— Your objective —
Wherever the string "field" turns up in the data, copy the whole line.

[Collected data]
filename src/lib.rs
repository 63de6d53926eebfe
pub mod application;
pub mod config;
pub mod domain;
pub mod infrastructure;
pub mod presentation;
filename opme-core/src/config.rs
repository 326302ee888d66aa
//! Configuration types
//!
//! Settings are read from `OPME_*` environment variables with fallback to
//! defaults, then checked with `validate()` before use.

use crate::{ConfigError, OpmeError, OpmeResult};
use serde::{Deserialize, Serialize};
use std::collections::{BTreeMap, HashMap};
use std::time::Duration;

/// Default bound on a single cache backing-store call.
pub const DEFAULT_CACHE_OP_TIMEOUT_MS: u64 = 250;
/// Default LMDB map size for the persistent cache store.
pub const DEFAULT_CACHE_LMDB_MAP_SIZE_MB: usize = 256;
/// Default bound on a single audit store call.
pub const DEFAULT_AUDIT_STORE_TIMEOUT_MS: u64 = 2_000;
/// Default number of append attempts before giving up on conflicts.
pub const DEFAULT_AUDIT_MAX_APPEND_ATTEMPTS: u32 = 8;
/// Default base backoff between conflicting append attempts.
pub const DEFAULT_AUDIT_RETRY_BACKOFF_MS: u64 = 5;

const TTL_OVERRIDE_PREFIX: &str = "OPME_CACHE_TTL_";
const TTL_OVERRIDE_SUFFIX: &str = "_SECS";

/// Cache layer settings.
#[derive(Debug, Clone, PartialEq, Eq, Serialize, Deserialize)]
pub struct CacheSettings {
    /// Upper bound on any single backing-store call.
    pub op_timeout: Duration,
    /// Per-domain TTL overrides in seconds, keyed by lower-case domain name
    /// (`"dashboard"`, `"search"`, ...).
    pub ttl_overrides: BTreeMap<String, u64>,
    /// Map size for the LMDB-backed store, in megabytes.
    pub lmdb_map_size_mb: usize,
}

impl Default for CacheSettings {
    fn default() -> Self {
        Self {
            op_timeout: Duration::from_millis(DEFAULT_CACHE_OP_TIMEOUT_MS),
            ttl_overrides: BTreeMap::new(),
            lmdb_map_size_mb: DEFAULT_CACHE_LMDB_MAP_SIZE_MB,
        }
    }
}

impl CacheSettings {
    /// Create CacheSettings from environment variables.
    ///
    /// # Environment Variables
    /// - `OPME_CACHE_OP_TIMEOUT_MS`: Store call timeout (default: 250)
    /// - `OPME_CACHE_LMDB_MAP_SIZE_MB`: LMDB map size (default: 256)
    /// - `OPME_CACHE_TTL_<DOMAIN>_SECS`: TTL override for one cache domain,
    ///   e.g. `OPME_CACHE_TTL_DASHBOARD_SECS=120`
    pub fn from_env() -> Self {
        Self::from_vars(std::env::vars())
    }

    /// Build settings from an explicit set of variables.
    pub fn from_vars<I, K, V>(vars: I) -> Self
    where
        I: IntoIterator<Item = (K, V)>,
        K: Into<String>,
        V: Into<String>,
    {
        let vars: HashMap<String, String> = vars
            .into_iter()
            .map(|(k, v)| (k.into(), v.into()))
            .collect();
        let defaults = Self::default();

        let op_timeout = vars
            .get("OPME_CACHE_OP_TIMEOUT_MS")
            .and_then(|s| s.parse().ok())
            .map(Duration::from_millis)
            .unwrap_or(defaults.op_timeout);

        let lmdb_map_size_mb = vars
            .get("OPME_CACHE_LMDB_MAP_SIZE_MB")
            .and_then(|s| s.parse().ok())
            .unwrap_or(defaults.lmdb_map_size_mb);

        let mut ttl_overrides = BTreeMap::new();
        for (name, value) in &vars {
            let Some(domain) = name
                .strip_prefix(TTL_OVERRIDE_PREFIX)
                .and_then(|rest| rest.strip_suffix(TTL_OVERRIDE_SUFFIX))
            else {
                continue;
            };
            match value.parse::<u64>() {
                Ok(secs) => {
                    ttl_overrides.insert(domain.to_lowercase(), secs);
                }
                Err(_) => {
                    tracing::warn!(
                        variable = %name,
                        value = %value,
                        "Ignoring unparseable TTL override"
                    );
                }
            }
        }

        Self {
            op_timeout,
            ttl_overrides,
            lmdb_map_size_mb,
        }
    }

    /// Set the store call timeout.
    pub fn with_op_timeout(mut self, timeout: Duration) -> Self {
        self.op_timeout = timeout;
        self
    }

    /// Override the TTL of one domain.
    pub fn with_ttl_override(mut self, domain: impl Into<String>, secs: u64) -> Self {
        self.ttl_overrides.insert(domain.into().to_lowercase(), secs);
        self
    }

    /// Validate the settings.
    ///
    /// Validates:
    /// - op_timeout is positive
    /// - lmdb_map_size_mb is positive
    /// - every TTL override is positive
    pub fn validate(&self) -> OpmeResult<()> {
        if self.op_timeout.is_zero() {
            return Err(invalid(
                "op_timeout",
                format!("{:?}", self.op_timeout),
                "op_timeout must be positive",
            ));
        }

        if self.lmdb_map_size_mb == 0 {
            return Err(invalid(
                "lmdb_map_size_mb",
                self.lmdb_map_size_mb.to_string(),
                "lmdb_map_size_mb must be positive",
            ));
        }

        if let Some((domain, secs)) = self.ttl_overrides.iter().find(|(_, secs)| **secs == 0) {
            return Err(invalid(
                &format!("ttl_overrides.{}", domain),
                secs.to_string(),
                "TTL overrides must be positive",
            ));
        }

        Ok(())
    }
}

/// Audit trail settings.
#[derive(Debug, Clone, PartialEq, Eq, Serialize, Deserialize)]
pub struct AuditSettings {
    /// Upper bound on any single audit store call.
    pub store_timeout: Duration,
    /// How many read-head/write attempts `append` makes before failing.
    pub max_append_attempts: u32,
    /// Base backoff between conflicting attempts; attempt `n` waits `n * base`.
    pub retry_backoff: Duration,
}

impl Default for AuditSettings {
    fn default() -> Self {
        Self {
            store_timeout: Duration::from_millis(DEFAULT_AUDIT_STORE_TIMEOUT_MS),
            max_append_attempts: DEFAULT_AUDIT_MAX_APPEND_ATTEMPTS,
            retry_backoff: Duration::from_millis(DEFAULT_AUDIT_RETRY_BACKOFF_MS),
        }
    }
}

impl AuditSettings {
    /// Create AuditSettings from environment variables.
    ///
    /// # Environment Variables
    /// - `OPME_AUDIT_STORE_TIMEOUT_MS`: Store call timeout (default: 2000)
    /// - `OPME_AUDIT_MAX_APPEND_ATTEMPTS`: Attempts under contention (default: 8)
    /// - `OPME_AUDIT_RETRY_BACKOFF_MS`: Base retry backoff (default: 5)
    pub fn from_env() -> Self {
        Self::from_vars(std::env::vars())
    }

    /// Build settings from an explicit set of variables.
    pub fn from_vars<I, K, V>(vars: I) -> Self
    where
        I: IntoIterator<Item = (K, V)>,
        K: Into<String>,
        V: Into<String>,
    {
        let vars: HashMap<String, String> = vars
            .into_iter()
            .map(|(k, v)| (k.into(), v.into()))
            .collect();
        let defaults = Self::default();

        Self {
            store_timeout: vars
                .get("OPME_AUDIT_STORE_TIMEOUT_MS")
                .and_then(|s| s.parse().ok())
                .map(Duration::from_millis)
                .unwrap_or(defaults.store_timeout),
            max_append_attempts: vars
                .get("OPME_AUDIT_MAX_APPEND_ATTEMPTS")
                .and_then(|s| s.parse().ok())
                .unwrap_or(defaults.max_append_attempts),
            retry_backoff: vars
                .get("OPME_AUDIT_RETRY_BACKOFF_MS")
                .and_then(|s| s.parse().ok())
                .map(Duration::from_millis)
                .unwrap_or(defaults.retry_backoff),
        }
    }

    /// Set the store call timeout.
    pub fn with_store_timeout(mut self, timeout: Duration) -> Self {
        self.store_timeout = timeout;
        self
    }

    /// Set the maximum number of append attempts.
    pub fn with_max_append_attempts(mut self, attempts: u32) -> Self {
        self.max_append_attempts = attempts;
        self
    }

    /// Set the base retry backoff.
    pub fn with_retry_backoff(mut self, backoff: Duration) -> Self {
        self.retry_backoff = backoff;
        self
    }

    /// Validate the settings.
    pub fn validate(&self) -> OpmeResult<()> {
        if self.store_timeout.is_zero() {
            return Err(invalid(
                "store_timeout",
                format!("{:?}", self.store_timeout),
                "store_timeout must be positive",
            ));
        }

        if self.max_append_attempts == 0 {
            return Err(invalid(
                "max_append_attempts",
                self.max_append_attempts.to_string(),
                "max_append_attempts must be at least 1",
            ));
        }

        Ok(())
    }
}

fn invalid(field: &str, value: String, reason: &str) -> OpmeError {
    OpmeError::Config(ConfigError::InvalidValue {
        field: field.to_string(),
        value,
        reason: reason.to_string(),
    })
}
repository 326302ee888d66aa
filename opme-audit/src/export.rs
//! Export bundles for offline verification.
//!
//! A bundle is a self-describing JSON document holding a contiguous range of
//! blocks together with the hash that precedes the range (the anchor) and
//! the hash that ends it (the terminal hash). An auditor who trusts those two
//! hashes can re-verify the range without access to the store.

use opme_core::{AuditError, Timestamp};
use serde::{Deserialize, Serialize};

use crate::block::{AuditBlock, BlockHash, ChainPartition};
use crate::canonical::{CANON_VERSION, HASH_ALGORITHM};
use crate::verify::{range_len, verify_blocks, ChainIntegrityViolation, VerificationResult};

/// Current bundle document version.
pub const EXPORT_FORMAT_VERSION: u32 = 1;

/// Exported range of an audit chain.
#[derive(Debug, Clone, PartialEq, Serialize, Deserialize)]
pub struct ExportBundle {
    pub format_version: u32,
    pub canon_version: u16,
    /// Hash algorithm name, `"sha256"`.
    pub algorithm: String,
    pub partition: ChainPartition,
    pub from_index: u64,
    pub to_index: u64,
    /// Hash of block `from_index - 1`, or the genesis sentinel.
    pub anchor_hash: BlockHash,
    /// Hash of block `to_index`.
    pub terminal_hash: BlockHash,
    pub exported_at: Timestamp,
    pub blocks: Vec<AuditBlock>,
}

impl ExportBundle {
    /// Assemble a bundle from a non-empty, contiguous range of blocks.
    pub fn new(
        partition: ChainPartition,
        anchor_hash: BlockHash,
        blocks: Vec<AuditBlock>,
        exported_at: Timestamp,
    ) -> Result<Self, AuditError> {
        let (Some(first), Some(last)) = (blocks.first(), blocks.last()) else {
            return Err(AuditError::Bundle {
                reason: "a bundle must contain at least one block".to_string(),
            });
        };
        Ok(Self {
            format_version: EXPORT_FORMAT_VERSION,
            canon_version: CANON_VERSION,
            algorithm: HASH_ALGORITHM.to_string(),
            partition,
            from_index: first.index,
            to_index: last.index,
            anchor_hash,
            terminal_hash: last.hash,
            exported_at,
            blocks,
        })
    }

    /// Pretty-printed JSON document.
    pub fn to_json(&self) -> Result<String, AuditError> {
        serde_json::to_string_pretty(self).map_err(|e| AuditError::Bundle {
            reason: e.to_string(),
        })
    }

    /// Parse a bundle document. Unsupported format versions and hash
    /// algorithms are rejected.
    pub fn from_json(json: &str) -> Result<Self, AuditError> {
        let bundle: Self = serde_json::from_str(json).map_err(|e| AuditError::Bundle {
            reason: e.to_string(),
        })?;
        bundle.check_header()?;
        Ok(bundle)
    }

    fn check_header(&self) -> Result<(), AuditError> {
        if self.format_version != EXPORT_FORMAT_VERSION {
            return Err(AuditError::Bundle {
                reason: format!("unsupported format version {}", self.format_version),
            });
        }
        if self.algorithm != HASH_ALGORITHM {
            return Err(AuditError::Bundle {
                reason: format!("unsupported hash algorithm '{}'", self.algorithm),
            });
        }
        Ok(())
    }

    /// Re-verify the bundle using only its own contents.
    ///
    /// Checks the range against the anchor, that the bundle holds exactly
    /// `from_index..=to_index`, and that the last block hashes to the
    /// terminal hash.
    pub fn verify(&self) -> Result<VerificationResult, AuditError> {
        self.check_header()?;
        let Some(declared) = range_len(self.from_index, self.to_index) else {
            return Err(AuditError::Bundle {
                reason: format!(
                    "declared range {}..={} is not a valid block range",
                    self.from_index, self.to_index
                ),
            });
        };

        let tip = match verify_blocks(&self.blocks, self.from_index, self.anchor_hash) {
            Ok(tip) => tip,
            Err(violation) => return Ok(VerificationResult::Violated(violation)),
        };

        let checked = self.blocks.len() as u64;
        if checked != declared {
            return Ok(VerificationResult::Violated(
                ChainIntegrityViolation::linkage_mismatch(
                    self.from_index.saturating_add(checked.min(declared)),
                    format!("bundle declares {} blocks, contains {}", declared, checked),
                ),
            ));
        }
        if tip != self.terminal_hash {
            return Ok(VerificationResult::Violated(
                ChainIntegrityViolation::hash_mismatch(
                    self.to_index,
                    format!(
                        "last block hashes to {}, terminal hash is {}",
                        tip, self.terminal_hash
                    ),
                ),
            ));
        }

        Ok(VerificationResult::Intact {
            from: self.from_index,
            to: Some(self.to_index),
            blocks_checked: checked,
            tip_hash: tip,
        })
    }
}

— Answer to this task —
fn invalid(field: &str, value: String, reason: &str) -> OpmeError {
        field: field.to_string(),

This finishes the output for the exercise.